In the last 48 hours before Blog Mastermind went live, Chris Bloor reviewed and rewrote my copy for the first launch of BlogMastermind.com. He did a great job and turned my good ideas into great copy, adding ideas of his own as well. It cost me four figures to get it done, but it was worth it. I felt confident releasing my program after a professional had reviewed my copy, even if it was last minute.
My good friend Will Swayne from Marketing-Results.com.au also knows a thing or two about copy and helped out with a final brush and polish and a few modifications to my copy as required. Later for the relaunch of Blog Mastermind and then my next membership site, Will again helped with the final polish after I created the draft.
Using great copy in all aspects of your launch is a smart thing to do and as I did, you should be prepared to spend thousands if necessary to hire a pro to do it for you. If a good copywriter can help you make an extra $10,000 in sales, would you not spend $4,000 to hire them? I think so…
If you don’t have a good contact for copy writing now, you need to start looking. Try the following places as starting points to find copywriters -
There is nothing worse than spending all your time and effort to do a great launch and then have your final sales page let you down. Good sales copy is part of a successful launch process and should not be neglected. Every piece of the launch puzzle augments the other parts, so don’t neglect your copy. Good copy will increase conversion, it’s as simple as that, so spend some time getting this part right.
Finally you reach the big day. With your prelaunch over and your sales page in place, it’s time to open the floodgates and let people join your membership site.
It’s a good idea before launch to test your sales page to establish a base conversion rate by sending Google AdWords traffic to it or by broadcasting to a small list or a segment of your list. Just split-testing three different headlines on your sales page can make a huge difference to conversion. You can also test different pricing points and other copy elements.

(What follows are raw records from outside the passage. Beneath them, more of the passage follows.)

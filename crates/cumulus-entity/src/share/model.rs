//! Share entity model.

use chrono::{DateTime, Utc};
use serde::{Deserialize, Serialize};
use sqlx::FromRow;
use uuid::Uuid;

use crate::resource::{Owned, ResourceType};

/// A permission a share grants to its bearer.
#[derive(Debug, Clone, Copy, PartialEq, Eq, Hash, Serialize, Deserialize)]
#[serde(rename_all = "snake_case")]
pub enum SharePermission {
    /// Read access to the shared resource.
    Read,
    /// Write access to the shared resource.
    Write,
}

impl SharePermission {
    /// The canonical string stored in the permissions array.
    pub fn as_str(&self) -> &'static str {
        match self {
            Self::Read => "read",
            Self::Write => "write",
        }
    }

    /// Parse a stored permission string.
    pub fn parse(value: &str) -> Option<Self> {
        match value {
            "read" => Some(Self::Read),
            "write" => Some(Self::Write),
            _ => None,
        }
    }
}

/// A share granting scoped, possibly time-limited access to one resource.
///
/// The token is the bearer credential; whoever holds it may resolve the
/// share without authenticating. `shared_with_email` is informational only
/// and never matched against the caller's identity.
#[derive(Debug, Clone, Serialize, Deserialize, FromRow)]
pub struct Share {
    /// Unique share identifier.
    pub id: Uuid,
    /// ID of the shared resource.
    pub resource_id: Uuid,
    /// Type of the shared resource.
    pub resource_type: ResourceType,
    /// The user who created the share (owner of the resource at creation).
    pub owner_id: Uuid,
    /// Email address the share was addressed to, if any.
    pub shared_with_email: Option<String>,
    /// Granted permissions; non-empty, each ∈ {`read`, `write`}.
    pub permissions: Vec<String>,
    /// Unguessable bearer token (64 hex characters).
    pub token: String,
    /// When the share stops resolving (None = never).
    pub expires_at: Option<DateTime<Utc>>,
    /// Whether the link is public or addressed to a specific recipient.
    pub is_public: bool,
    /// When the share was created.
    pub created_at: DateTime<Utc>,
}

impl Share {
    /// Whether the share's expiry has passed. Expiry is lazy: expired
    /// shares stay in the store and are rejected at resolution time.
    pub fn is_expired(&self) -> bool {
        self.expires_at.is_some_and(|at| at <= Utc::now())
    }

    /// Whether the share grants the given permission.
    pub fn grants(&self, permission: SharePermission) -> bool {
        self.permissions.iter().any(|p| p == permission.as_str())
    }
}

impl Owned for Share {
    fn owner_id(&self) -> Uuid {
        self.owner_id
    }
}

/// Data required to create a new share.
#[derive(Debug, Clone, Serialize, Deserialize)]
pub struct CreateShare {
    /// ID of the resource being shared.
    pub resource_id: Uuid,
    /// Type of the resource.
    pub resource_type: ResourceType,
    /// The sharing user.
    pub owner_id: Uuid,
    /// Email address the share is addressed to.
    pub shared_with_email: Option<String>,
    /// Granted permissions.
    pub permissions: Vec<String>,
    /// Bearer token.
    pub token: String,
    /// Expiry time (None = never).
    pub expires_at: Option<DateTime<Utc>>,
    /// Whether the link is public.
    pub is_public: bool,
}

/// Partial update of an existing share; only present fields are applied.
///
/// `expires_at` distinguishes "leave unchanged" (absent) from "clear"
/// (explicit null) via the nested `Option`.
#[derive(Debug, Clone, Default, Serialize, Deserialize)]
pub struct ShareUpdate {
    /// Replace the granted permissions.
    #[serde(default)]
    pub permissions: Option<Vec<String>>,
    /// Replace or clear the expiry.
    #[serde(default, deserialize_with = "double_option")]
    pub expires_at: Option<Option<DateTime<Utc>>>,
    /// Replace the public flag.
    #[serde(default)]
    pub is_public: Option<bool>,
}

/// An explicit `null` deserializes to `Some(None)`; an absent field falls
/// back to the `None` default.
fn double_option<'de, T, D>(deserializer: D) -> Result<Option<Option<T>>, D::Error>
where
    T: Deserialize<'de>,
    D: serde::Deserializer<'de>,
{
    Deserialize::deserialize(deserializer).map(Some)
}

#[cfg(test)]
mod tests {
    use super::*;
    use chrono::Duration;

    fn share(expires_at: Option<DateTime<Utc>>) -> Share {
        Share {
            id: Uuid::new_v4(),
            resource_id: Uuid::new_v4(),
            resource_type: ResourceType::File,
            owner_id: Uuid::new_v4(),
            shared_with_email: None,
            permissions: vec!["read".to_string()],
            token: "t".repeat(64),
            expires_at,
            is_public: true,
            created_at: Utc::now(),
        }
    }

    #[test]
    fn test_expiry_is_lazy_and_inclusive() {
        assert!(!share(None).is_expired());
        assert!(!share(Some(Utc::now() + Duration::hours(1))).is_expired());
        assert!(share(Some(Utc::now() - Duration::seconds(1))).is_expired());
    }

    #[test]
    fn test_grants() {
        let s = share(None);
        assert!(s.grants(SharePermission::Read));
        assert!(!s.grants(SharePermission::Write));
    }

    #[test]
    fn test_update_distinguishes_absent_from_null_expiry() {
        let absent: ShareUpdate = serde_json::from_str(r#"{"is_public": false}"#).unwrap();
        assert_eq!(absent.expires_at, None);
        assert_eq!(absent.is_public, Some(false));

        let cleared: ShareUpdate = serde_json::from_str(r#"{"expires_at": null}"#).unwrap();
        assert_eq!(cleared.expires_at, Some(None));
    }

    #[test]
    fn test_permission_round_trip() {
        assert_eq!(SharePermission::parse("read"), Some(SharePermission::Read));
        assert_eq!(
            SharePermission::parse("write"),
            Some(SharePermission::Write)
        );
        assert_eq!(SharePermission::parse("admin"), None);
    }
}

Not testing my sales page during my very first launch is the one major regret I have, however for every relaunch and launch since then we’ve tested the sales copy. You only get one launch day and it’s during the first few days up to a week that the majority of traffic will hit your site, so you don’t want to waste this opportunity.
During your prelaunch you should have created anticipation by telling people in advance the date and time of your official release (complete with a nice big countdown timer on your sales page) and reminded your affiliates when the best time to promote is.
As part of your prelaunch you may have created an “early notification” email list, which is something I did. If you promised your email subscribers or your affiliates that they will get first notice about the release of your program or the chance to join or promote before everyone else, make sure you deliver on that promise.
Once all the emails have been sent, the sales page is ready to go, the payment systems and other technological elements have been tested and you have backups in place, your customer support is ready and your product order process has been tested, it’s time to open the doors.
Your sales page goes live, your email broadcasts go out and then, finally, your first sale comes through. You can breath a sigh of relief, at least someone wants what you offer!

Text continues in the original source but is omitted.